=== Begin Enclosure ===

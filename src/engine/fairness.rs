//! Fairness tracking for assignment tie-breaking.
//!
//! This module defines the per-person counters consulted inside both
//! assignment passes' candidate ordering. The tracker is the only place
//! counters change: the passes record assignments through it and read it
//! back when ranking candidates, and the final snapshot is returned to the
//! caller for display. Counters are zeroed at the start of every
//! generation run and never persisted across runs.

use std::collections::BTreeMap;

use serde::{Deserialize, Serialize};

use crate::models::Person;

/// Per-person assignment totals for one generation run.
#[derive(Debug, Clone, Copy, Default, PartialEq, Eq, Serialize, Deserialize)]
pub struct FairnessCounters {
    /// Total days assigned to the person in this run.
    pub total_days: u32,
    /// Anchor days (Saturdays) assigned to the person in this run.
    pub anchor_days: u32,
}

/// Mutable per-person counter set driving tie-break ordering.
///
/// # Example
///
/// ```
/// use stable_scheduler::engine::FairnessTracker;
/// use stable_scheduler::models::Person;
///
/// let people = vec![Person {
///     id: "alice".to_string(),
///     name: "Alice".to_string(),
///     blocked_dates: Default::default(),
/// }];
/// let mut tracker = FairnessTracker::new(&people);
/// tracker.record_anchor_day("alice");
/// assert_eq!(tracker.total_days("alice"), 1);
/// assert_eq!(tracker.anchor_days("alice"), 1);
/// ```
#[derive(Debug, Clone)]
pub struct FairnessTracker {
    counters: BTreeMap<String, FairnessCounters>,
}

impl FairnessTracker {
    /// Creates a tracker with zeroed counters for every roster member.
    pub fn new(people: &[Person]) -> Self {
        Self {
            counters: people
                .iter()
                .map(|person| (person.id.clone(), FairnessCounters::default()))
                .collect(),
        }
    }

    /// Total days assigned to the person so far in this run.
    pub fn total_days(&self, person_id: &str) -> u32 {
        self.counters
            .get(person_id)
            .map(|c| c.total_days)
            .unwrap_or(0)
    }

    /// Anchor days assigned to the person so far in this run.
    pub fn anchor_days(&self, person_id: &str) -> u32 {
        self.counters
            .get(person_id)
            .map(|c| c.anchor_days)
            .unwrap_or(0)
    }

    /// Records a fill-day assignment: increments the total-day counter only.
    pub fn record_day(&mut self, person_id: &str) {
        let counters = self.counters.entry(person_id.to_string()).or_default();
        counters.total_days += 1;
    }

    /// Records an anchor-day assignment: increments both counters.
    pub fn record_anchor_day(&mut self, person_id: &str) {
        let counters = self.counters.entry(person_id.to_string()).or_default();
        counters.total_days += 1;
        counters.anchor_days += 1;
    }

    /// Returns the final counters for display, keyed by person id.
    ///
    /// The snapshot is a copy; querying it never mutates the tracker.
    pub fn snapshot(&self) -> BTreeMap<String, FairnessCounters> {
        self.counters.clone()
    }
}

#[cfg(test)]
mod tests {
    use super::*;

    fn people(ids: &[&str]) -> Vec<Person> {
        ids.iter()
            .map(|id| Person {
                id: id.to_string(),
                name: id.to_uppercase(),
                blocked_dates: Default::default(),
            })
            .collect()
    }

    #[test]
    fn test_new_tracker_starts_at_zero() {
        let tracker = FairnessTracker::new(&people(&["a", "b"]));
        assert_eq!(tracker.total_days("a"), 0);
        assert_eq!(tracker.anchor_days("a"), 0);
        assert_eq!(tracker.total_days("b"), 0);
    }

    #[test]
    fn test_record_day_touches_total_only() {
        let mut tracker = FairnessTracker::new(&people(&["a"]));
        tracker.record_day("a");
        tracker.record_day("a");
        assert_eq!(tracker.total_days("a"), 2);
        assert_eq!(tracker.anchor_days("a"), 0);
    }

    #[test]
    fn test_record_anchor_day_touches_both() {
        let mut tracker = FairnessTracker::new(&people(&["a"]));
        tracker.record_anchor_day("a");
        assert_eq!(tracker.total_days("a"), 1);
        assert_eq!(tracker.anchor_days("a"), 1);
    }

    #[test]
    fn test_unknown_person_reads_as_zero() {
        let tracker = FairnessTracker::new(&people(&["a"]));
        assert_eq!(tracker.total_days("ghost"), 0);
        assert_eq!(tracker.anchor_days("ghost"), 0);
    }

    #[test]
    fn test_snapshot_reflects_recorded_assignments() {
        let mut tracker = FairnessTracker::new(&people(&["a", "b"]));
        tracker.record_anchor_day("a");
        tracker.record_day("b");
        tracker.record_day("b");

        let snapshot = tracker.snapshot();
        assert_eq!(snapshot["a"].total_days, 1);
        assert_eq!(snapshot["a"].anchor_days, 1);
        assert_eq!(snapshot["b"].total_days, 2);
        assert_eq!(snapshot["b"].anchor_days, 0);
    }

    #[test]
    fn test_snapshot_is_a_copy() {
        let mut tracker = FairnessTracker::new(&people(&["a"]));
        let before = tracker.snapshot();
        tracker.record_day("a");
        assert_eq!(before["a"].total_days, 0);
        assert_eq!(tracker.total_days("a"), 1);
    }
}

=== End Enclosure ===

Action item
Retype the listing from its first line onward, stopping after the line that contains "pub struct FairnessCounters" has been retyped in full.

Task solution
filename src/engine/fairness.rs
//! Fairness tracking for assignment tie-breaking.
//!
//! This module defines the per-person counters consulted inside both
//! assignment passes' candidate ordering. The tracker is the only place
//! counters change: the passes record assignments through it and read it
//! back when ranking candidates, and the final snapshot is returned to the
//! caller for display. Counters are zeroed at the start of every
//! generation run and never persisted across runs.

use std::collections::BTreeMap;

use serde::{Deserialize, Serialize};

use crate::models::Person;

/// Per-person assignment totals for one generation run.
#[derive(Debug, Clone, Copy, Default, PartialEq, Eq, Serialize, Deserialize)]
pub struct FairnessCounters {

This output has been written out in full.